Line by line, print the records exactly.

_DATA EXTRACT_:
--- START ---
//! Pure functions for calculating deployment plans (Functional Core).

use super::config::{GsiConfig, TableConfig};

/// Represents the current state of a table.
#[derive(Debug, Clone)]
pub struct TableState {
    pub status: TableStatus,
    pub gsis: Vec<GsiState>,
}

/// Table status.
#[derive(Debug, Clone, Copy, PartialEq, Eq)]
pub enum TableStatus {
    Active,
    Creating,
    Updating,
    Deleting,
}

/// GSI state.
#[derive(Debug, Clone)]
pub struct GsiState {
    pub name: String,
    pub status: GsiStatus,
}

/// GSI status.
#[derive(Debug, Clone, Copy, PartialEq, Eq)]
pub enum GsiStatus {
    Active,
    Creating,
    Updating,
    Deleting,
}

/// Planned changes for deployment.
#[derive(Debug, Clone, PartialEq, Eq)]
pub enum DeployPlan {
    /// Table doesn't exist, needs to be created.
    CreateTable { config: TableConfig },
    /// Table exists, GSIs need to be added. DynamoDB accepts one index
    /// creation per update, so they are applied in order.
    AddGsis {
        table_name: String,
        gsis_to_add: Vec<GsiConfig>,
    },
    /// Table is being changed by someone else; nothing can be applied yet.
    TableBusy {
        table_name: String,
        status: TableStatus,
    },
    /// Table is up to date, no changes needed.
    NoChanges { table_name: String },
}

/// Plan for destroying a table.
#[derive(Debug, Clone, PartialEq, Eq)]
pub enum DestroyPlan {
    /// Table exists and will be deleted.
    DeleteTable { table_name: String },
    /// Table doesn't exist, nothing to do.
    AlreadyGone { table_name: String },
}

/// Pure function: Calculate what changes are needed to reach desired state.
pub fn calculate_deploy_plan(current: Option<&TableState>, desired: &TableConfig) -> DeployPlan {
    let Some(state) = current else {
        return DeployPlan::CreateTable {
            config: desired.clone(),
        };
    };

    if state.status != TableStatus::Active {
        return DeployPlan::TableBusy {
            table_name: desired.table_name.clone(),
            status: state.status,
        };
    }

    let gsis_to_add: Vec<GsiConfig> = desired
        .gsis
        .iter()
        .filter(|gsi| !state.gsis.iter().any(|existing| existing.name == gsi.name))
        .cloned()
        .collect();

    if gsis_to_add.is_empty() {
        DeployPlan::NoChanges {
            table_name: desired.table_name.clone(),
        }
    } else {
        DeployPlan::AddGsis {
            table_name: desired.table_name.clone(),
            gsis_to_add,
        }
    }
}

/// Pure function: Calculate destroy plan.
pub fn calculate_destroy_plan(current: Option<&TableState>, table_name: &str) -> DestroyPlan {
    match current {
        Some(_) => DestroyPlan::DeleteTable {
            table_name: table_name.to_string(),
        },
        None => DestroyPlan::AlreadyGone {
            table_name: table_name.to_string(),
        },
    }
}

fn format_gsi(lines: &mut Vec<String>, prefix: &str, gsi: &GsiConfig) {
    lines.push(format!("{prefix}+ GSI: {}", gsi.name));
    lines.push(format!("{prefix}  Partition key: {} (S)", gsi.partition_key.name));
    if let Some(sk) = &gsi.sort_key {
        lines.push(format!("{prefix}  Sort key: {} (S)", sk.name));
    }
}

/// Pure function: Format a deploy plan for display.
pub fn format_deploy_plan(plan: &DeployPlan) -> Vec<String> {
    match plan {
        DeployPlan::CreateTable { config } => {
            let mut lines = vec![
                format!("+ Create table: {}", config.table_name),
                format!("  Partition key: {} (S)", config.partition_key.name),
            ];
            if let Some(sk) = &config.sort_key {
                lines.push(format!("  Sort key: {} (S)", sk.name));
            }
            for gsi in &config.gsis {
                format_gsi(&mut lines, "  ", gsi);
            }
            lines.push("  Billing: PAY_PER_REQUEST".to_string());
            lines
        }
        DeployPlan::AddGsis {
            table_name,
            gsis_to_add,
        } => {
            let mut lines = vec![format!("~ Update table: {table_name}")];
            for gsi in gsis_to_add {
                format_gsi(&mut lines, "  ", gsi);
            }
            lines
        }
        DeployPlan::TableBusy { table_name, status } => {
            vec![format!("~ Table '{table_name}' is {status:?}, try again once it is active")]
        }
        DeployPlan::NoChanges { table_name } => {
            vec![format!("= Table '{table_name}' is up to date")]
        }
    }
}

/// Pure function: Format a destroy plan for display.
pub fn format_destroy_plan(plan: &DestroyPlan) -> Vec<String> {
    match plan {
        DestroyPlan::DeleteTable { table_name } => {
            vec![format!("- Delete table: {table_name} (ALL DATA WILL BE LOST)")]
        }
        DestroyPlan::AlreadyGone { table_name } => {
            vec![format!("= Table '{table_name}' does not exist")]
        }
    }
}

#[cfg(test)]
mod tests {
    use super::*;
    use crate::dynamodb::config::gthome_table_config;

    fn active_table(gsis: &[&str]) -> TableState {
        TableState {
            status: TableStatus::Active,
            gsis: gsis
                .iter()
                .map(|name| GsiState {
                    name: name.to_string(),
                    status: GsiStatus::Active,
                })
                .collect(),
        }
    }

    #[test]
    fn test_missing_table_is_created() {
        let config = gthome_table_config();
        let plan = calculate_deploy_plan(None, &config);
        assert_eq!(plan, DeployPlan::CreateTable { config });

        let lines = format_deploy_plan(&plan);
        assert_eq!(lines[0], "+ Create table: gthome");
        assert!(lines.contains(&"  + GSI: SI".to_string()));
        assert!(lines.contains(&"    Partition key: SI (S)".to_string()));
    }

    #[test]
    fn test_missing_sparse_index_is_added() {
        let config = gthome_table_config();
        let plan = calculate_deploy_plan(Some(&active_table(&["GSI1"])), &config);

        match plan {
            DeployPlan::AddGsis { gsis_to_add, .. } => {
                assert_eq!(gsis_to_add.len(), 1);
                assert_eq!(gsis_to_add[0].name, "SI");
            }
            other => panic!("expected AddGsis, got {other:?}"),
        }
    }

    #[test]
    fn test_complete_table_has_no_changes() {
        let config = gthome_table_config();
        let plan = calculate_deploy_plan(Some(&active_table(&["GSI1", "SI"])), &config);
        assert_eq!(
            plan,
            DeployPlan::NoChanges {
                table_name: "gthome".to_string()
            }
        );
    }

    #[test]
    fn test_busy_table_is_left_alone() {
        let mut state = active_table(&[]);
        state.status = TableStatus::Updating;

        let plan = calculate_deploy_plan(Some(&state), &gthome_table_config());

        assert!(matches!(
            plan,
            DeployPlan::TableBusy {
                status: TableStatus::Updating,
                ..
            }
        ));
    }

    #[test]
    fn test_destroy_plan() {
        assert_eq!(
            calculate_destroy_plan(None, "gthome"),
            DestroyPlan::AlreadyGone {
                table_name: "gthome".to_string()
            }
        );
        let plan = calculate_destroy_plan(Some(&active_table(&[])), "gthome");
        assert_eq!(
            format_destroy_plan(&plan),
            ["- Delete table: gthome (ALL DATA WILL BE LOST)"]
        );
    }
}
--- END ---
_RESULT OF THIS EXERCISE_:
//! Pure functions for calculating deployment plans (Functional Core).

use super::config::{GsiConfig, TableConfig};

/// Represents the current state of a table.
#[derive(Debug, Clone)]
pub struct TableState {
    pub status: TableStatus,
    pub gsis: Vec<GsiState>,
}

/// Table status.
#[derive(Debug, Clone, Copy, PartialEq, Eq)]
pub enum TableStatus {
    Active,
    Creating,
    Updating,
    Deleting,
}

/// GSI state.
#[derive(Debug, Clone)]
pub struct GsiState {
    pub name: String,
    pub status: GsiStatus,
}

/// GSI status.
#[derive(Debug, Clone, Copy, PartialEq, Eq)]
pub enum GsiStatus {
    Active,
    Creating,
    Updating,
    Deleting,
}

/// Planned changes for deployment.
#[derive(Debug, Clone, PartialEq, Eq)]
pub enum DeployPlan {
    /// Table doesn't exist, needs to be created.
    CreateTable { config: TableConfig },
    /// Table exists, GSIs need to be added. DynamoDB accepts one index
    /// creation per update, so they are applied in order.
    AddGsis {
        table_name: String,
        gsis_to_add: Vec<GsiConfig>,
    },
    /// Table is being changed by someone else; nothing can be applied yet.
    TableBusy {
        table_name: String,
        status: TableStatus,
    },
    /// Table is up to date, no changes needed.
    NoChanges { table_name: String },
}

/// Plan for destroying a table.
#[derive(Debug, Clone, PartialEq, Eq)]
pub enum DestroyPlan {
    /// Table exists and will be deleted.
    DeleteTable { table_name: String },
    /// Table doesn't exist, nothing to do.
    AlreadyGone { table_name: String },
}

/// Pure function: Calculate what changes are needed to reach desired state.
pub fn calculate_deploy_plan(current: Option<&TableState>, desired: &TableConfig) -> DeployPlan {
    let Some(state) = current else {
        return DeployPlan::CreateTable {
            config: desired.clone(),
        };
    };

    if state.status != TableStatus::Active {
        return DeployPlan::TableBusy {
            table_name: desired.table_name.clone(),
            status: state.status,
        };
    }

    let gsis_to_add: Vec<GsiConfig> = desired
        .gsis
        .iter()
        .filter(|gsi| !state.gsis.iter().any(|existing| existing.name == gsi.name))
        .cloned()
        .collect();

    if gsis_to_add.is_empty() {
        DeployPlan::NoChanges {
            table_name: desired.table_name.clone(),
        }
    } else {
        DeployPlan::AddGsis {
            table_name: desired.table_name.clone(),
            gsis_to_add,
        }
    }
}

/// Pure function: Calculate destroy plan.
pub fn calculate_destroy_plan(current: Option<&TableState>, table_name: &str) -> DestroyPlan {
    match current {
        Some(_) => DestroyPlan::DeleteTable {
            table_name: table_name.to_string(),
        },
        None => DestroyPlan::AlreadyGone {
            table_name: table_name.to_string(),
        },
    }
}

fn format_gsi(lines: &mut Vec<String>, prefix: &str, gsi: &GsiConfig) {
    lines.push(format!("{prefix}+ GSI: {}", gsi.name));
    lines.push(format!("{prefix}  Partition key: {} (S)", gsi.partition_key.name));
    if let Some(sk) = &gsi.sort_key {
        lines.push(format!("{prefix}  Sort key: {} (S)", sk.name));
    }
}

/// Pure function: Format a deploy plan for display.
pub fn format_deploy_plan(plan: &DeployPlan) -> Vec<String> {
    match plan {
        DeployPlan::CreateTable { config } => {
            let mut lines = vec![
                format!("+ Create table: {}", config.table_name),
                format!("  Partition key: {} (S)", config.partition_key.name),
            ];
            if let Some(sk) = &config.sort_key {
                lines.push(format!("  Sort key: {} (S)", sk.name));
            }
            for gsi in &config.gsis {
                format_gsi(&mut lines, "  ", gsi);
            }
            lines.push("  Billing: PAY_PER_REQUEST".to_string());
            lines
        }
        DeployPlan::AddGsis {
            table_name,
            gsis_to_add,
        } => {
            let mut lines = vec![format!("~ Update table: {table_name}")];
            for gsi in gsis_to_add {
                format_gsi(&mut lines, "  ", gsi);
            }
            lines
        }
        DeployPlan::TableBusy { table_name, status } => {
            vec![format!("~ Table '{table_name}' is {status:?}, try again once it is active")]
        }
        DeployPlan::NoChanges { table_name } => {
            vec![format!("= Table '{table_name}' is up to date")]
        }
    }
}

/// Pure function: Format a destroy plan for display.
pub fn format_destroy_plan(plan: &DestroyPlan) -> Vec<String> {
    match plan {
        DestroyPlan::DeleteTable { table_name } => {
            vec![format!("- Delete table: {table_name} (ALL DATA WILL BE LOST)")]
        }
        DestroyPlan::AlreadyGone { table_name } => {
            vec![format!("= Table '{table_name}' does not exist")]
        }
    }
}

#[cfg(test)]
mod tests {
    use super::*;
    use crate::dynamodb::config::gthome_table_config;

    fn active_table(gsis: &[&str]) -> TableState {
        TableState {
            status: TableStatus::Active,
            gsis: gsis
                .iter()
                .map(|name| GsiState {
                    name: name.to_string(),
                    status: GsiStatus::Active,
                })
                .collect(),
        }
    }

    #[test]
    fn test_missing_table_is_created() {
        let config = gthome_table_config();
        let plan = calculate_deploy_plan(None, &config);
        assert_eq!(plan, DeployPlan::CreateTable { config });

        let lines = format_deploy_plan(&plan);
        assert_eq!(lines[0], "+ Create table: gthome");
        assert!(lines.contains(&"  + GSI: SI".to_string()));
        assert!(lines.contains(&"    Partition key: SI (S)".to_string()));
    }

    #[test]
    fn test_missing_sparse_index_is_added() {
        let config = gthome_table_config();
        let plan = calculate_deploy_plan(Some(&active_table(&["GSI1"])), &config);

        match plan {
            DeployPlan::AddGsis { gsis_to_add, .. } => {
                assert_eq!(gsis_to_add.len(), 1);
                assert_eq!(gsis_to_add[0].name, "SI");
            }
            other => panic!("expected AddGsis, got {other:?}"),
        }
    }

    #[test]
    fn test_complete_table_has_no_changes() {
        let config = gthome_table_config();
        let plan = calculate_deploy_plan(Some(&active_table(&["GSI1", "SI"])), &config);
        assert_eq!(
            plan,
            DeployPlan::NoChanges {
                table_name: "gthome".to_string()
            }
        );
    }

    #[test]
    fn test_busy_table_is_left_alone() {
        let mut state = active_table(&[]);
        state.status = TableStatus::Updating;

        let plan = calculate_deploy_plan(Some(&state), &gthome_table_config());

        assert!(matches!(
            plan,
            DeployPlan::TableBusy {
                status: TableStatus::Updating,
                ..
            }
        ));
    }

    #[test]
    fn test_destroy_plan() {
        assert_eq!(
            calculate_destroy_plan(None, "gthome"),
            DestroyPlan::AlreadyGone {
                table_name: "gthome".to_string()
            }
        );
        let plan = calculate_destroy_plan(Some(&active_table(&[])), "gthome");
        assert_eq!(
            format_destroy_plan(&plan),
            ["- Delete table: gthome (ALL DATA WILL BE LOST)"]
        );
    }
}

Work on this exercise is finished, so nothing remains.